2000年のシドニーが私の初めてのオリンピックでした。まず空港に着くとIDを作り、それから選手村に直送し、選手村の中に入る時にウエルカムバッグを受け取ります。そのウエルカムバッグの中には、お土産品とか、地元の子供たちが作ってくれたものとかいろんなものが入っているのですが、そこにコンドームが入っていて驚いたことがあります。

選手同士で顔を見合わせて、無言で下を向いている女子選手や、または「おいおいこれって、そういうことしていいってこと?」とはしゃぐ私のようなふざけた選手などいろいろでした。選手村だとHIV(ヒト免疫不全ウイルス)に対してのいい啓発の機会でもあるし、何より実用的だよねということが配布の理由だったと記憶しています。当時私は22歳でしたから、なんとも刺激的な体験でした。日本人と同じようにキャピキャピしていたのは韓国の選手でした。

一方で、そこに居合わせた確か中南米の選手だったと思いますが、ガシッとコンドームをつかんで持ち帰っていました。まるでコインを扱うかのように、親指でピーンと空中にはじいてキャッチしながら持ち帰って行く、そのあまりの自然な振る舞いになんだかこちらの方が恥ずかしくなったのを覚えています。

海外によく行かれる方はご存じだと思いますが、バーのトイレにコンドームの自動販売機があります。また、クラブの受付に「自由にお取りください」と置いてあることもありました。あれは日本育ちの人間には少しギョッとする体験ですが、慣れていくと、まあ合理的かなという気になっていきます。
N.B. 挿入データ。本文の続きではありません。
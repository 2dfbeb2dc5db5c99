use std::fmt::{self, Display};

use crate::error::{Error, HtmlError};

#[derive(Debug, thiserror::Error)]
pub enum QueryError {
    #[error("{entity} already exists")]
    AlreadyExists { entity: &'static str },

    #[error("{entity} {id} disappeared mid-operation")]
    Vanished { entity: &'static str, id: i32 },

    #[error("Database error: {0}")]
    Database(#[from] sqlx::Error),

    #[error("Migration failed: {0}")]
    Migration(#[from] sqlx::migrate::MigrateError),
}

impl QueryError {
    /// Maps unique-constraint violations onto `AlreadyExists`, everything else
    /// stays a database error.
    pub fn unique(entity: &'static str) -> impl Fn(sqlx::Error) -> QueryError {
        move |e| match e {
            sqlx::Error::Database(db) if db.is_unique_violation() => {
                QueryError::AlreadyExists { entity }
            }
            other => QueryError::Database(other),
        }
    }
}

impl From<QueryError> for Error {
    fn from(value: QueryError) -> Self {
        match value {
            QueryError::AlreadyExists { entity } => {
                HtmlError::InvalidRequest.new(format!("{entity} already exists."))
            }
            other => {
                log::error!("Storage failure: {other}");
                HtmlError::InternalServerError.default()
            }
        }
    }
}

#[derive(Debug)]
pub struct TypeError {
    info: String,
}

impl TypeError {
    pub fn new(info: &str) -> Self {
        Self {
            info: info.to_string(),
        }
    }

    pub fn info(&self) -> &str {
        &self.info
    }
}

impl Display for TypeError {
    fn fmt(&self, f: &mut fmt::Formatter<'_>) -> fmt::Result {
        write!(f, "({})", self.info)
    }
}

impl std::error::Error for TypeError {}

impl From<TypeError> for Error {
    fn from(value: TypeError) -> Self {
        HtmlError::InvalidRequest.new(value.info)
    }
}
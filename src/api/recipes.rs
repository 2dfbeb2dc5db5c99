use bytes::{BufMut, Bytes};
use futures_util::TryStreamExt;
use warp::{
    http::{Method, StatusCode},
    multipart::FormData,
    reject::Rejection,
    reply::Response,
    Filter,
};

use crate::{
    api::{
        openapi::{ImageUpload, RecipeRequest},
        query::{self, QueryParams},
        routes::{json_body, json_response, no_content, parse_form, respond},
        serializers,
    },
    authentication::middleware::with_session,
    constants::{IMAGE_FIELD, MAX_IMAGE_BYTES},
    database::{
        schema::{Id, Recipe, RecipeDetail, RecipeImage, RecipeSummary, User},
        store::RecipeStore,
    },
    error::{ApiResult, Error, HtmlError},
    state::{with_state, AppState},
};

/// `/recipes`, `/recipes/{id}` and `/recipes/{id}/upload-image`.
pub fn routes(state: AppState) -> impl Filter<Extract = (Response,), Error = Rejection> + Clone {
    let collection = warp::path!("recipes")
        .and(warp::method())
        .and(with_session(state.clone()))
        .and(warp::query::<QueryParams>())
        .and(json_body())
        .and(with_state(state.clone()))
        .and_then(manage_recipes);

    let item = warp::path!("recipes" / Id)
        .and(warp::method())
        .and(with_session(state.clone()))
        .and(json_body())
        .and(with_state(state.clone()))
        .and_then(manage_recipe);

    let upload = warp::path!("recipes" / Id / "upload-image")
        .and(warp::post())
        .and(with_session(state.clone()))
        .and(with_state(state.clone()))
        .and_then(require_owner)
        .untuple_one()
        .and(warp::multipart::form().max_length(MAX_IMAGE_BYTES))
        .and(with_state(state))
        .and_then(upload_image);

    collection.or(item).unify().or(upload).unify()
}

async fn manage_recipes(
    method: Method,
    user: User,
    params: QueryParams,
    body: Bytes,
    state: AppState,
) -> Result<Response, Rejection> {
    let result = match method {
        Method::GET => list(&user, &params, &state).await,
        Method::POST => create(&user, &body, &state).await,
        other => Err(Error::method_not_allowed(&other)),
    };
    respond(result)
}

#[utoipa::path(
    get,
    path = "/api/recipe/recipes",
    tag = "recipes",
    operation_id = "recipes_list",
    params(
        ("tags" = Option<String>, Query, description = "Comma separated tag ids to filter by"),
        ("ingredients" = Option<String>, Query, description = "Comma separated ingredient ids to filter by"),
    ),
    responses(
        (status = 200, description = "Owned recipes, newest first", body = [RecipeSummary]),
        (status = 400, description = "Invalid filter"),
        (status = 401, description = "Missing or invalid token"),
    ),
    security(("token_auth" = []))
)]
pub(crate) async fn list(user: &User, params: &QueryParams, state: &AppState) -> ApiResult<Response> {
    let filter = query::recipe_filter(params)?;
    let recipes = state.store.list_recipes(user.id, &filter).await?;
    let summaries: Vec<_> = recipes.iter().map(Recipe::summary).collect();

    Ok(json_response(&summaries, StatusCode::OK))
}

#[utoipa::path(
    post,
    path = "/api/recipe/recipes",
    tag = "recipes",
    operation_id = "recipes_create",
    request_body = RecipeRequest,
    responses(
        (status = 201, description = "Created recipe", body = RecipeSummary),
        (status = 400, description = "Invalid payload"),
        (status = 401, description = "Missing or invalid token"),
    ),
    security(("token_auth" = []))
)]
pub(crate) async fn create(user: &User, body: &[u8], state: &AppState) -> ApiResult<Response> {
    let draft = serializers::recipe_draft(&parse_form(body)?)?;
    let recipe = state.store.create_recipe(user.id, draft).await?;

    Ok(json_response(&recipe.summary(), StatusCode::CREATED))
}

async fn manage_recipe(
    id: Id,
    method: Method,
    user: User,
    body: Bytes,
    state: AppState,
) -> Result<Response, Rejection> {
    let result = match method {
        Method::GET => retrieve(id, &user, &state).await,
        Method::PUT => replace(id, &user, &body, &state).await,
        Method::PATCH => modify(id, &user, &body, &state).await,
        Method::DELETE => destroy(id, &user, &state).await,
        other => Err(Error::method_not_allowed(&other)),
    };
    respond(result)
}

async fn owned_recipe(id: Id, user: &User, state: &AppState) -> ApiResult<Recipe> {
    state
        .store
        .get_recipe(user.id, id)
        .await?
        .ok_or_else(|| HtmlError::NotFound.default())
}

#[utoipa::path(
    get,
    path = "/api/recipe/recipes/{id}",
    tag = "recipes",
    operation_id = "recipes_retrieve",
    params(("id" = i32, Path, description = "Recipe id")),
    responses(
        (status = 200, description = "The recipe", body = RecipeDetail),
        (status = 404, description = "Not found for this user"),
    ),
    security(("token_auth" = []))
)]
pub(crate) async fn retrieve(id: Id, user: &User, state: &AppState) -> ApiResult<Response> {
    let recipe = owned_recipe(id, user, state).await?;
    Ok(json_response(&recipe.detail(), StatusCode::OK))
}

#[utoipa::path(
    put,
    path = "/api/recipe/recipes/{id}",
    tag = "recipes",
    operation_id = "recipes_update",
    params(("id" = i32, Path, description = "Recipe id")),
    request_body = RecipeRequest,
    responses(
        (status = 200, description = "Updated recipe", body = RecipeDetail),
        (status = 400, description = "Invalid payload"),
        (status = 404, description = "Not found for this user"),
    ),
    security(("token_auth" = []))
)]
pub(crate) async fn replace(id: Id, user: &User, body: &[u8], state: &AppState) -> ApiResult<Response> {
    update(id, user, body, false, state).await
}

/// Like `PUT`, but every field is optional.
#[utoipa::path(
    patch,
    path = "/api/recipe/recipes/{id}",
    tag = "recipes",
    operation_id = "recipes_partial_update",
    params(("id" = i32, Path, description = "Recipe id")),
    request_body = RecipeRequest,
    responses(
        (status = 200, description = "Updated recipe", body = RecipeDetail),
        (status = 400, description = "Invalid payload"),
        (status = 404, description = "Not found for this user"),
    ),
    security(("token_auth" = []))
)]
pub(crate) async fn modify(id: Id, user: &User, body: &[u8], state: &AppState) -> ApiResult<Response> {
    update(id, user, body, true, state).await
}

async fn update(
    id: Id,
    user: &User,
    body: &[u8],
    partial: bool,
    state: &AppState,
) -> ApiResult<Response> {
    owned_recipe(id, user, state).await?;

    let patch = serializers::recipe_patch(&parse_form(body)?, partial)?;
    let recipe = state
        .store
        .update_recipe(user.id, id, patch)
        .await?
        .ok_or_else(|| HtmlError::NotFound.default())?;

    Ok(json_response(&recipe.detail(), StatusCode::OK))
}

#[utoipa::path(
    delete,
    path = "/api/recipe/recipes/{id}",
    tag = "recipes",
    operation_id = "recipes_destroy",
    params(("id" = i32, Path, description = "Recipe id")),
    responses(
        (status = 204, description = "Deleted"),
        (status = 404, description = "Not found for this user"),
    ),
    security(("token_auth" = []))
)]
pub(crate) async fn destroy(id: Id, user: &User, state: &AppState) -> ApiResult<Response> {
    if !state.store.delete_recipe(user.id, id).await? {
        return Err(HtmlError::NotFound.default());
    }

    log::info!("Deleted recipe {id} of user {}", user.id);
    Ok(no_content())
}

struct Upload {
    filename: Option<String>,
    data: Vec<u8>,
}

/// Reads the `image` part of the form, skipping every other part.
async fn read_image_part(mut form: FormData) -> ApiResult<Option<Upload>> {
    let malformed = |e: warp::Error| {
        log::debug!("Rejected multipart body: {e}");
        HtmlError::InvalidRequest.new("Multipart form parse error.")
    };

    while let Some(mut part) = form.try_next().await.map_err(malformed)? {
        if part.name() != IMAGE_FIELD {
            continue;
        }

        let filename = part.filename().map(str::to_owned);
        let mut data = Vec::new();
        while let Some(chunk) = part.data().await {
            data.put(chunk.map_err(malformed)?);
        }
        return Ok(Some(Upload { filename, data }));
    }

    Ok(None)
}

/// Runs ahead of the multipart filter so foreign or missing recipes are 404
/// whatever the body holds.
async fn require_owner(id: Id, user: User, state: AppState) -> Result<(Id, User), Rejection> {
    owned_recipe(id, &user, &state)
        .await
        .map_err(warp::reject::custom)?;
    Ok((id, user))
}

async fn upload_image(
    id: Id,
    user: User,
    form: FormData,
    state: AppState,
) -> Result<Response, Rejection> {
    respond(store_image(id, &user, form, &state).await)
}

#[utoipa::path(
    post,
    path = "/api/recipe/recipes/{id}/upload-image",
    tag = "recipes",
    operation_id = "recipes_upload_image",
    params(("id" = i32, Path, description = "Recipe id")),
    request_body(content = ImageUpload, content_type = "multipart/form-data"),
    responses(
        (status = 200, description = "Stored image", body = RecipeImage),
        (status = 400, description = "Missing or invalid image"),
        (status = 404, description = "Not found for this user"),
    ),
    security(("token_auth" = []))
)]
pub(crate) async fn store_image(
    id: Id,
    user: &User,
    form: FormData,
    state: &AppState,
) -> ApiResult<Response> {
    let Some(upload) = read_image_part(form).await? else {
        return Err(Error::field(IMAGE_FIELD, "No file was submitted."));
    };

    let path = state
        .media
        .save_recipe_image(upload.filename.as_deref(), &upload.data)
        .await?;
    let recipe = state
        .store
        .set_recipe_image(user.id, id, &path)
        .await?
        .ok_or_else(|| HtmlError::NotFound.default())?;

    Ok(json_response(&recipe.image_info(), StatusCode::OK))
}
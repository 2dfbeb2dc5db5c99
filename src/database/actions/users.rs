use async_trait::async_trait;
use sqlx::{Postgres, QueryBuilder};

use crate::database::{
    error::QueryError,
    schema::{Id, User},
    store::{NewUser, UserChanges, UserStore},
};

use super::PgStore;

#[async_trait]
impl UserStore for PgStore {
    async fn insert_user(&self, user: NewUser) -> Result<User, QueryError> {
        let row: User = sqlx::query_as(
            "
            INSERT INTO users (email, name, password, is_active, is_staff, is_superuser)
            VALUES ($1, $2, $3, $4, $5, $6)
            RETURNING *
        ",
        )
        .bind(&user.email)
        .bind(&user.name)
        .bind(&user.password_hash)
        .bind(user.is_active)
        .bind(user.is_staff)
        .bind(user.is_superuser)
        .fetch_one(self.pool())
        .await
        .map_err(QueryError::unique("user with this email"))?;

        Ok(row)
    }

    async fn get_user_by_email(&self, email: &str) -> Result<Option<User>, QueryError> {
        let row: Option<User> = sqlx::query_as("SELECT * FROM users WHERE email = $1")
            .bind(email)
            .fetch_optional(self.pool())
            .await?;

        Ok(row)
    }

    async fn get_user_by_id(&self, id: Id) -> Result<Option<User>, QueryError> {
        let row: Option<User> = sqlx::query_as("SELECT * FROM users WHERE id = $1")
            .bind(id)
            .fetch_optional(self.pool())
            .await?;

        Ok(row)
    }

    async fn update_user(&self, id: Id, changes: UserChanges) -> Result<Option<User>, QueryError> {
        if changes.is_empty() {
            return self.get_user_by_id(id).await;
        }

        let mut query: QueryBuilder<Postgres> = QueryBuilder::new("UPDATE users SET ");
        let mut columns = query.separated(", ");
        if let Some(name) = changes.name {
            columns.push("name = ").push_bind_unseparated(name);
        }
        if let Some(password) = changes.password_hash {
            columns.push("password = ").push_bind_unseparated(password);
        }
        query.push(" WHERE id = ").push_bind(id).push(" RETURNING *");

        let row: Option<User> = query
            .build_query_as()
            .fetch_optional(self.pool())
            .await?;

        Ok(row)
    }
}
use std::collections::BTreeMap;
use std::convert::Infallible;

use serde_json::{json, Value};
use warp::{
    http::{header::WWW_AUTHENTICATE, HeaderValue, StatusCode},
    reject::{self, Rejection},
    reply::{self, Response},
    Reply,
};

use crate::constants::NON_FIELD_ERRORS;

/// Kind of failure a request can end in. Decides the status code and the
/// shape of the JSON body.
#[derive(Debug, Clone, Copy, PartialEq, Eq)]
pub enum HtmlError {
    InvalidRequest,
    InvalidCredentials,
    Unauthorized,
    NotFound,
    MethodNotAllowed,
    PayloadTooLarge,
    InternalServerError,
}

impl HtmlError {
    pub fn status(&self) -> StatusCode {
        match self {
            HtmlError::InvalidRequest | HtmlError::InvalidCredentials => StatusCode::BAD_REQUEST,
            HtmlError::Unauthorized => StatusCode::UNAUTHORIZED,
            HtmlError::NotFound => StatusCode::NOT_FOUND,
            HtmlError::MethodNotAllowed => StatusCode::METHOD_NOT_ALLOWED,
            HtmlError::PayloadTooLarge => StatusCode::PAYLOAD_TOO_LARGE,
            HtmlError::InternalServerError => StatusCode::INTERNAL_SERVER_ERROR,
        }
    }

    pub fn new(self, info: impl Into<String>) -> Error {
        Error {
            kind: self,
            info: info.into(),
            fields: FieldErrors::new(),
        }
    }

    pub fn default(self) -> Error {
        let info = match self {
            HtmlError::InvalidRequest => "Invalid request.",
            HtmlError::InvalidCredentials => crate::constants::GENERIC_AUTH_FAILURE,
            HtmlError::Unauthorized => "Authentication credentials were not provided.",
            HtmlError::NotFound => "Not found.",
            HtmlError::MethodNotAllowed => "Method not allowed.",
            HtmlError::PayloadTooLarge => "Request body is too large.",
            HtmlError::InternalServerError => "A server error occurred.",
        };
        self.new(info)
    }
}

pub type FieldErrors = BTreeMap<String, Vec<String>>;

#[derive(Debug, Clone, thiserror::Error)]
#[error("{info}")]
pub struct Error {
    pub kind: HtmlError,
    pub info: String,
    pub fields: FieldErrors,
}

pub type ApiResult<T> = Result<T, Error>;

impl Error {
    pub fn field(field: &str, message: impl Into<String>) -> Self {
        let mut errors = ValidationErrors::default();
        errors.add(field, message);
        errors.into_error()
    }

    pub fn method_not_allowed(method: &warp::http::Method) -> Self {
        HtmlError::MethodNotAllowed.new(format!("Method \"{method}\" not allowed."))
    }

    pub fn status(&self) -> StatusCode {
        self.kind.status()
    }

    pub fn body(&self) -> Value {
        match self.kind {
            HtmlError::InvalidRequest | HtmlError::InvalidCredentials => {
                if self.fields.is_empty() {
                    json!({ NON_FIELD_ERRORS: [self.info] })
                } else {
                    json!(self.fields)
                }
            }
            _ => json!({ "detail": self.info }),
        }
    }
}

impl reject::Reject for Error {}

impl Reply for Error {
    fn into_response(self) -> Response {
        let mut response = reply::with_status(reply::json(&self.body()), self.status()).into_response();
        if self.kind == HtmlError::Unauthorized {
            response
                .headers_mut()
                .insert(WWW_AUTHENTICATE, HeaderValue::from_static("Token"));
        }
        response
    }
}

/// Collects field-level messages while a payload is validated.
#[derive(Debug, Default, Clone, PartialEq)]
pub struct ValidationErrors {
    fields: FieldErrors,
}

impl ValidationErrors {
    pub fn add(&mut self, field: &str, message: impl Into<String>) {
        self.fields
            .entry(field.to_string())
            .or_default()
            .push(message.into());
    }

    pub fn is_empty(&self) -> bool {
        self.fields.is_empty()
    }

    pub fn into_error(self) -> Error {
        Error {
            kind: HtmlError::InvalidRequest,
            info: String::from("Invalid input."),
            fields: self.fields,
        }
    }

    pub fn check(self) -> Result<(), Error> {
        if self.is_empty() {
            Ok(())
        } else {
            Err(self.into_error())
        }
    }
}

pub async fn handle_rejection(err: Rejection) -> Result<Response, Infallible> {
    let error = if let Some(error) = err.find::<Error>() {
        error.clone()
    } else if err.is_not_found() {
        HtmlError::NotFound.default()
    } else if let Some(e) = err.find::<reject::MethodNotAllowed>() {
        HtmlError::MethodNotAllowed.new(e.to_string())
    } else if let Some(e) = err.find::<reject::PayloadTooLarge>() {
        HtmlError::PayloadTooLarge.new(e.to_string())
    } else if let Some(e) = err.find::<reject::MissingHeader>() {
        HtmlError::InvalidRequest.new(e.to_string())
    } else if let Some(e) = err.find::<reject::InvalidHeader>() {
        HtmlError::InvalidRequest.new(e.to_string())
    } else if let Some(e) = err.find::<reject::UnsupportedMediaType>() {
        HtmlError::InvalidRequest.new(e.to_string())
    } else if let Some(e) = err.find::<reject::LengthRequired>() {
        HtmlError::InvalidRequest.new(e.to_string())
    } else if let Some(e) = err.find::<reject::InvalidQuery>() {
        HtmlError::InvalidRequest.new(e.to_string())
    } else {
        log::error!("Unhandled rejection: {err:?}");
        HtmlError::InternalServerError.default()
    };

    Ok(error.into_response())
}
私はここに2つの考え方の違いを見いだします。1つはそもそも性を恥ずかしく隠すべきものではなく、生活にとっては必要なものと捉えているということ。もう1つは、人間はコントロールできないという前提で仕組みを作るということでした。

まずは、性教育の違いが大きいと思います。オランダの小学生か中学生の教科書を見る機会があったのですが、かなり具体的に性行為のことが書かれていてコンドームのことが既にそこに明記されていました。性行為の際の格好そのものも描写されていて、結構驚いたのを覚えています。正しい性知識を持つことで、望まない妊娠を避け、誰もがきちんとNOと言える状況を作り、相手を尊重することを学ぶためと話していました。私は合理的だと思いました。

また、基本的にアングロサクソン系、ラテン系の文化は個人の自由を尊重します。それはそうしてはならないと禁止しても、それに従わない人が一定数いるということです。このような文化圏では「してはならないと言ったってするんだから、最悪の場合を想定して対処する」という考え方が強いと感じています。いじめはよくないという前提には立つのですが、起きることは避けられないのだから、起きる前提で仕組みを作るという考え方です。あるべき理想と現実の運営を切り分けている印象があります。一方、日本は起きるべきではないことは、「起きてはならないから考える必要もない」という考え方をしがちです。いじめは起きるべきではないとするなら、起きないのだから起きる前提で考える必要もないし、準備する必要もないという発想に至ります。この違いは大きいと思います。ですから日本では準備するということは、それを許容したのかということになります。

日本は望まない妊娠と中絶率がかなり高いにもかかわらず、性教育はぼやかしたままできています。その理由の1つに、大人が性に対してうぶすぎるのではないかと思っています。